SOURCE DATA –

---

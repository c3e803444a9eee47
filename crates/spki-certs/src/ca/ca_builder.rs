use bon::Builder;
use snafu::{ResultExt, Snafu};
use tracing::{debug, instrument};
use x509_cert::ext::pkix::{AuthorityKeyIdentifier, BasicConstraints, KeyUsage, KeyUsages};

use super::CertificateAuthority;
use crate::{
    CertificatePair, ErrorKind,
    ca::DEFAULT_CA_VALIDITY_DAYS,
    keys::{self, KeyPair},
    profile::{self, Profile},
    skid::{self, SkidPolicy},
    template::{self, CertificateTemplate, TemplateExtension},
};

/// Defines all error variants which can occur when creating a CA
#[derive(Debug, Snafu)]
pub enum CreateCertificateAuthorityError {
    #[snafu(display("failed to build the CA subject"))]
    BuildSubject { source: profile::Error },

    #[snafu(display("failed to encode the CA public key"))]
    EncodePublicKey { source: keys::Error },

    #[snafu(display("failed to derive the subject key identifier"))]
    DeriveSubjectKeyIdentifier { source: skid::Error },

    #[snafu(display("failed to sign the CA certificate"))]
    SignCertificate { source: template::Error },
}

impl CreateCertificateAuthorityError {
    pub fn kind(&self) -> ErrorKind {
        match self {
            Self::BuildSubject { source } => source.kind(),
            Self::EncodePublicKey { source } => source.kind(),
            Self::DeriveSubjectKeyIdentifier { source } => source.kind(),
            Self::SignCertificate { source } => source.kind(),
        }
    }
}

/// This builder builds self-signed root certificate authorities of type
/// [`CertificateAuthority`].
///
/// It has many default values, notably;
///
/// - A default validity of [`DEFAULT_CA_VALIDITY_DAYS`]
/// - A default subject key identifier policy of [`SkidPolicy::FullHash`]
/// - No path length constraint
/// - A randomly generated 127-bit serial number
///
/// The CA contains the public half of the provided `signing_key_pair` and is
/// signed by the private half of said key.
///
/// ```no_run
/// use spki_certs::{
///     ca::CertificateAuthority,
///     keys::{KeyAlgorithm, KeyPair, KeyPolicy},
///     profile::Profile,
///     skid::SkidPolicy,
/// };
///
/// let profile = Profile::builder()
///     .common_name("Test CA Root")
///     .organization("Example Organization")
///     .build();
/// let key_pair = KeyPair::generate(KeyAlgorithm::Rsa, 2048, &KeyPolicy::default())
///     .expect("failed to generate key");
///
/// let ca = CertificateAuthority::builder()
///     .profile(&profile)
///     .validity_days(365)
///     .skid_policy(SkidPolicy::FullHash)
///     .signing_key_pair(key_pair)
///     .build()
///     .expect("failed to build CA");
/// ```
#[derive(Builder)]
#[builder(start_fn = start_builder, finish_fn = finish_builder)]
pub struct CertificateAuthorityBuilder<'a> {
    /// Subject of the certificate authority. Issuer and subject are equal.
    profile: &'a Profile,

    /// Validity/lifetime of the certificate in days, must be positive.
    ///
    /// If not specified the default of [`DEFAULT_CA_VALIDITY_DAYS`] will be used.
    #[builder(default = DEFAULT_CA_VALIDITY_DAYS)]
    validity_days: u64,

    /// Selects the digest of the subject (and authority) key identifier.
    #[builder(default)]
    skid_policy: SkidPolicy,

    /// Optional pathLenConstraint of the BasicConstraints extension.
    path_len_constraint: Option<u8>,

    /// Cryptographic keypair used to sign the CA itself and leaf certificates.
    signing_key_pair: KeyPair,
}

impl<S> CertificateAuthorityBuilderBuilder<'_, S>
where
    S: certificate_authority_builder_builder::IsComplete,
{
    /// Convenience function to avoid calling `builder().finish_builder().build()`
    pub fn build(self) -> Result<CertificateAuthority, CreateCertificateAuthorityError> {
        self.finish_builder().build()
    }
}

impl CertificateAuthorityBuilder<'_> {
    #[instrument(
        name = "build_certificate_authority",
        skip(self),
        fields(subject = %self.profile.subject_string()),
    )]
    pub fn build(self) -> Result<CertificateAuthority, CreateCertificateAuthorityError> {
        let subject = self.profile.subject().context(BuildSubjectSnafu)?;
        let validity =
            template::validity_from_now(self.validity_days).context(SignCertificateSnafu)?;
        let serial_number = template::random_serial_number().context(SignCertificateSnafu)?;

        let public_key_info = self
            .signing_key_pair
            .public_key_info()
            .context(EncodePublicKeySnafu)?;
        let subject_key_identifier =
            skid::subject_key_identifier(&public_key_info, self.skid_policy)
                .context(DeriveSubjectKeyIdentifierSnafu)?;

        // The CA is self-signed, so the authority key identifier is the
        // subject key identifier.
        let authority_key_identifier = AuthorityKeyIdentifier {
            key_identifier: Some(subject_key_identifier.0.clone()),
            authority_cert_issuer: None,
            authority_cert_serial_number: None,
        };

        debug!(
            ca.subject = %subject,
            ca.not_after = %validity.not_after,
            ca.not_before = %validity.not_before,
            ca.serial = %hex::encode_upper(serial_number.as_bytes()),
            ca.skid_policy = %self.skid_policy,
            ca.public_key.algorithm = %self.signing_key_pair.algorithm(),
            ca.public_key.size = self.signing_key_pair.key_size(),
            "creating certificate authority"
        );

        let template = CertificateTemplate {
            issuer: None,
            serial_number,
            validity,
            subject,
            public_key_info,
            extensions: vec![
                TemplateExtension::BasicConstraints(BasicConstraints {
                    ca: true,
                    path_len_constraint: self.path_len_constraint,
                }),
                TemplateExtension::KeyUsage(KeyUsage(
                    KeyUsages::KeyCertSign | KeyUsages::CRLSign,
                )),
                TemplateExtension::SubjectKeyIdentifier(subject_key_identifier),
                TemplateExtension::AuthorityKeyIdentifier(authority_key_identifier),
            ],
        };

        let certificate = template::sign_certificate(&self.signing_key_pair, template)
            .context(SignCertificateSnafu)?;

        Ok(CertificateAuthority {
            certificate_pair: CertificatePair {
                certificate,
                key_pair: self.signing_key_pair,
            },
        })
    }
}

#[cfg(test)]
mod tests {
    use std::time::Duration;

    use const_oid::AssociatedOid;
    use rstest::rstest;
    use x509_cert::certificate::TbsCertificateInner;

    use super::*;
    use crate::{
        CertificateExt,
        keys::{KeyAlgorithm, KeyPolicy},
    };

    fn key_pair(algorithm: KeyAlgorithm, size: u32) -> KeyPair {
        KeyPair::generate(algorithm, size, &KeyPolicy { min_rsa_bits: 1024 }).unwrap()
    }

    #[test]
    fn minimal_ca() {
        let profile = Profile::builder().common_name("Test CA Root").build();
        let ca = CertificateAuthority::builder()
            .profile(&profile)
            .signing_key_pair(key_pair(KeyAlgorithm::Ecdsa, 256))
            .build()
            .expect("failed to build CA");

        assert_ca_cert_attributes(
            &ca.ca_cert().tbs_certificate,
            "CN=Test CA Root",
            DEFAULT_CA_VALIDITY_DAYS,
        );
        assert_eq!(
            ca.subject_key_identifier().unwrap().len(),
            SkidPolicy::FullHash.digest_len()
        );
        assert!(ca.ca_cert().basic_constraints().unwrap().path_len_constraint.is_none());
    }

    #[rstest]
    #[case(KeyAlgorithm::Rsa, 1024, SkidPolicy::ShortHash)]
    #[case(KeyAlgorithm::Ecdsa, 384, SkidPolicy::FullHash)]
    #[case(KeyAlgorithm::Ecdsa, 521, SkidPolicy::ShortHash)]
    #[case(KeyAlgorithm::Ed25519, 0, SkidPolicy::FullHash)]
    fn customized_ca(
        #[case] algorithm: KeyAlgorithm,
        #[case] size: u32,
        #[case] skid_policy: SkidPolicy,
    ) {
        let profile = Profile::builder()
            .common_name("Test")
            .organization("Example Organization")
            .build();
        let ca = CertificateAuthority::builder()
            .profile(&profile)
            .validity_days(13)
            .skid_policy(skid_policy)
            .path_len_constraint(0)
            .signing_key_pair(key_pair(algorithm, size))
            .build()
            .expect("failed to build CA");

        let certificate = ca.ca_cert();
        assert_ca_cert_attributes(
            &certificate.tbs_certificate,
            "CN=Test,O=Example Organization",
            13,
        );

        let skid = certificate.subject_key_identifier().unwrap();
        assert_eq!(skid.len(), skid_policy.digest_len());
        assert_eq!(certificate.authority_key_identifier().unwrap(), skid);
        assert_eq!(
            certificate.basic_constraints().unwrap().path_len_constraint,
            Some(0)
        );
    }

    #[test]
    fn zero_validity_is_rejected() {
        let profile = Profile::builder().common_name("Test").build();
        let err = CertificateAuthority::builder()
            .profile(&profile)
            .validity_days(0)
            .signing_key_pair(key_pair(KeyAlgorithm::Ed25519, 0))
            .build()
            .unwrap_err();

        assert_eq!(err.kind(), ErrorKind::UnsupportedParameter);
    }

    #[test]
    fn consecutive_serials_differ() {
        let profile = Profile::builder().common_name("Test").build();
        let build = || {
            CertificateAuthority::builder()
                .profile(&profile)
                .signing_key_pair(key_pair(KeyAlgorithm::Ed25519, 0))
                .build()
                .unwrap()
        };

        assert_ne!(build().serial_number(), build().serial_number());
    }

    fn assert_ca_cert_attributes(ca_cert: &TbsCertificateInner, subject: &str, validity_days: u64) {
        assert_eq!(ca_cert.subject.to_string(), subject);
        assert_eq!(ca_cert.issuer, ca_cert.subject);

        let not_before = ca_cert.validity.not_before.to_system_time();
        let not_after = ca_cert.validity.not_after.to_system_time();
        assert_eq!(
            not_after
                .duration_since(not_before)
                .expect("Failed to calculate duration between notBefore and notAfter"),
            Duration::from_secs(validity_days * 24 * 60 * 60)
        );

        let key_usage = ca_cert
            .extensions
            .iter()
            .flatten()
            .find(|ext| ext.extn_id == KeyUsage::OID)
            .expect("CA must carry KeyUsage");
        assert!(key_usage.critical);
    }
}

---

EXERCISE OBJECTIVE – Find every line in the records above that holds the word "half", and copy each one.

EXERCISE ANSWER –
/// The CA contains the public half of the provided `signing_key_pair` and is
/// signed by the private half of said key.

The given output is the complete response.